The task: Each line that includes the word "generateContent" should be copied from the records.

Record excerpts:
□ □ □
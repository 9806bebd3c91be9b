//! Gemini `generateContent` over HTTPS.

use serde_json::{json, Value};
use tracing::debug;

use crate::prompt::{api_user_text, parse_recommendation, API_SYSTEM_PROMPT};
use crate::types::{Recommendation, RecommendationInput};
use crate::{RecordError, Result};

pub const MODEL: &str = "gemini-2.0-flash";
pub const DEFAULT_BASE_URL: &str = "https://generativelanguage.googleapis.com";

/// Request body for a deterministic command recommendation.
pub fn request_body(input: &RecommendationInput) -> Value {
    let mut parts = Vec::new();
    if let Some(shot) = input.screenshot.as_deref().filter(|s| !s.is_empty()) {
        parts.push(json!({
            "inlineData": { "mimeType": "image/png", "data": shot }
        }));
    }
    parts.push(json!({ "text": api_user_text(&input.snapshot, &input.prompt) }));

    json!({
        "systemInstruction": { "parts": [{ "text": API_SYSTEM_PROMPT }] },
        "contents": [{ "parts": parts }],
        "generationConfig": {
            "temperature": 0.1,
            "responseMimeType": "application/json"
        }
    })
}

/// Text of the first candidate part, if the model produced one.
pub fn response_text(body: &Value) -> Option<&str> {
    body.pointer("/candidates/0/content/parts/0/text")
        .and_then(Value::as_str)
        .filter(|s| !s.trim().is_empty())
}

pub async fn recommend(
    http: &reqwest::Client,
    base_url: &str,
    api_key: &str,
    input: &RecommendationInput,
) -> Result<Recommendation> {
    let url = format!(
        "{}/v1beta/models/{MODEL}:generateContent",
        base_url.trim_end_matches('/')
    );
    debug!(model = MODEL, "requesting recommendation");

    let resp = http
        .post(&url)
        .query(&[("key", api_key)])
        .json(&request_body(input))
        .send()
        .await?;

    let status = resp.status();
    if !status.is_success() {
        let body = resp.text().await.unwrap_or_default();
        return Err(RecordError::Api {
            status: status.as_u16(),
            body,
        });
    }

    let body: Value = resp.json().await?;
    let text = response_text(&body).ok_or(RecordError::EmptyResponse)?;
    parse_recommendation(text)
}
□ □ □
Answer to this exercise:
//! Gemini `generateContent` over HTTPS.
        "{}/v1beta/models/{MODEL}:generateContent",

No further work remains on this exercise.